Nathalie Hering's Master thesis was awarded with the Prize for the Best Plant Science Master Thesis, which was carried out at KIT Karlsruhe in the year 2019.
In-situ hybridization in Salvia flowers and closely related Lamiaceae for the detection of developmental genes
She detected an unexpected occurrence of B-class identity genes in the ovary of adult Salvia flowers and closely related Lamiaceae
The flower is an evolutionary key innovation that makes a major contribution to the conservation of the species, as a specialized flower-pollinator interaction is the key to preserve the genetic lineage for many species. Within the flower development, there exists so-called "Genes of Speciation", which are significantly involved in producing reproductive barriers. From this, the debate about the species concept could be resolved, as an analysis of these genes could allow a systematically correct classification of the species. In order to understand the flower development in Salvia and closely related Lamiaceae, the temporal and spatial expression pattern of participating homeotic genes must be considered comparatively. Within this work, the expression of the B-class developmental genes GLOBOSA (GLO) and DEFICIENS (DEF) was investigated qualitatively and quantitatively as well as with the help of in-situ hybridization (ISH) in adult Salvia flowers as well as closely related Lamiaceae. ISH is a molecular biology method for the specific detection of nucleic acids in the cell of histological sections in vivo. By applying this method, the developmental genes GLO and DEF could be successfully localized via ISH in the ovary and stamen of flowers of the Lamiaceae.

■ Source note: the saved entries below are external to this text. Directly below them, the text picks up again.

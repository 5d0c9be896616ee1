//! # Print Orchestration
//!
//! The one call a point-of-sale caller makes: receipt data in, printed
//! receipt (or a reason string) out.
//!
//! Phases are strict: the logo is fetched and the document fully composed
//! in memory before any device interaction begins, so no composition
//! problem can ever strand an open device handle. The transport then owns
//! the handle for the rest of the call and releases it on every path.

use tracing::info;

use crate::error::QuetzalError;
use crate::printer::PaperProfile;
use crate::receipt::ReceiptData;
use crate::render::{compose, logo};
use crate::transport::{PrinterLink, Sender};

/// Print one receipt over the given link.
///
/// Atomic from the caller's perspective: either the whole receipt was
/// handed to the printer, or an error describes why. There is no partial
/// success, and a retry means calling this again from the top (the
/// already-sent bytes of a failed stream cannot be un-sent).
///
/// A logo that cannot be fetched or decoded is silently omitted; it never
/// fails the print.
pub async fn print_receipt<L>(
    data: &ReceiptData,
    paper: PaperProfile,
    link: &mut L,
) -> Result<(), QuetzalError>
where
    L: PrinterLink + ?Sized,
{
    let logo = match &data.logo_url {
        Some(url) => logo::fetch_logo(url).await,
        None => None,
    };

    let document = compose(data, paper, logo.as_deref());
    info!(
        bytes = document.len(),
        segments = document.segments().len(),
        columns = paper.columns,
        "receipt composed"
    );

    Sender::default().send(link, &document).await
}

// ============================================================================
// TESTS
// ============================================================================
//! # Quetzal CLI
//!
//! Command-line interface for warranty receipt printing.
//!
//! ## Usage
//!
//! ```bash
//! # Print the built-in demo receipt to the first printer found
//! quetzal print
//!
//! # Print a receipt from a JSON file on 80mm paper
//! quetzal print --json sale.json --paper 80mm
//!
//! # Target a specific printer by name or address
//! quetzal print --device "MTP-II"
//!
//! # Compose only: write the ESC/POS bytes to a file, no radio needed
//! quetzal print --dump receipt.bin
//! ```

use std::fs;
use std::path::PathBuf;

use clap::{Parser, Subcommand};
use tracing_subscriber::EnvFilter;

use quetzal::render::{compose, logo};
use quetzal::{BleLink, PaperProfile, ReceiptData, print_receipt, receipt};

/// Quetzal - warranty receipt printer utility
#[derive(Parser, Debug)]
#[command(name = "quetzal")]
#[command(author, version, about, long_about = None)]
struct Cli {
    #[command(subcommand)]
    command: Commands,
}

#[derive(Subcommand, Debug)]
enum Commands {
    /// Print a warranty receipt
    Print {
        /// Receipt JSON file (prints the demo receipt when omitted)
        #[arg(long, value_name = "FILE")]
        json: Option<PathBuf>,

        /// Paper profile: 58mm, 80mm, or a column count
        #[arg(long, default_value = "58mm")]
        paper: String,

        /// Select a printer by name or address instead of the first found
        #[arg(long)]
        device: Option<String>,

        /// Write composed bytes to a file instead of printing
        #[arg(long, value_name = "FILE")]
        dump: Option<PathBuf>,
    },
}

#[tokio::main]
async fn main() {
    tracing_subscriber::fmt()
        .with_env_filter(EnvFilter::from_default_env())
        .init();

    if let Err(e) = run().await {
        eprintln!("Error: {}", e);
        std::process::exit(1);
    }
}

async fn run() -> Result<(), Box<dyn std::error::Error>> {
    let cli = Cli::parse();

    match cli.command {
        Commands::Print {
            json,
            paper,
            device,
            dump,
        } => {
            let paper = PaperProfile::parse(&paper)?;

            let data: ReceiptData = match json {
                Some(path) => serde_json::from_str(&fs::read_to_string(&path)?)?,
                None => receipt::demo(chrono::Local::now().format("%d/%m/%y").to_string()),
            };

            match dump {
                Some(path) => {
                    let logo = match &data.logo_url {
                        Some(url) => logo::fetch_logo(url).await,
                        None => None,
                    };
                    let document = compose(&data, paper, logo.as_deref());
                    fs::write(&path, document.to_bytes())?;
                    println!("Wrote {} bytes to {}", document.len(), path.display());
                }
                None => {
                    let mut link = match device {
                        Some(hint) => BleLink::with_device(hint),
                        None => BleLink::new(),
                    };
                    print_receipt(&data, paper, &mut link).await?;
                    println!("Receipt printed.");
                }
            }
        }
    }

    Ok(())
}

The occurrence of the B-class identity gene GLO in the stamens corresponds to the ABC model according to Coen and Meyerowitz. The unexpected localization of the two developmental genes GLO and DEF in the ovary might indicate an evolutionary young, unknown protein or point to a repression of the developmental genes by an unknown microRNA in the fourth whorl. The occurrence of the developmental genes in flowers is confirmed by a qualitative and quantitative gene expression analysis. Accurate temporal expression patterns of the developmental genes could not be detected, only that these genes occur more frequently in late developmental stages of flowering. However, the presence of DEF in the leaf implies an early involvement in the combinatorial network of flower development, in addition to its proper function as a B-class identity gene.
Nathalie Hering completed the work at the Botanical Institute I, Department of Biodiversitiy of the Karlsruhe Institute of Technology in the working group of Prof. Dr. Peter Nick.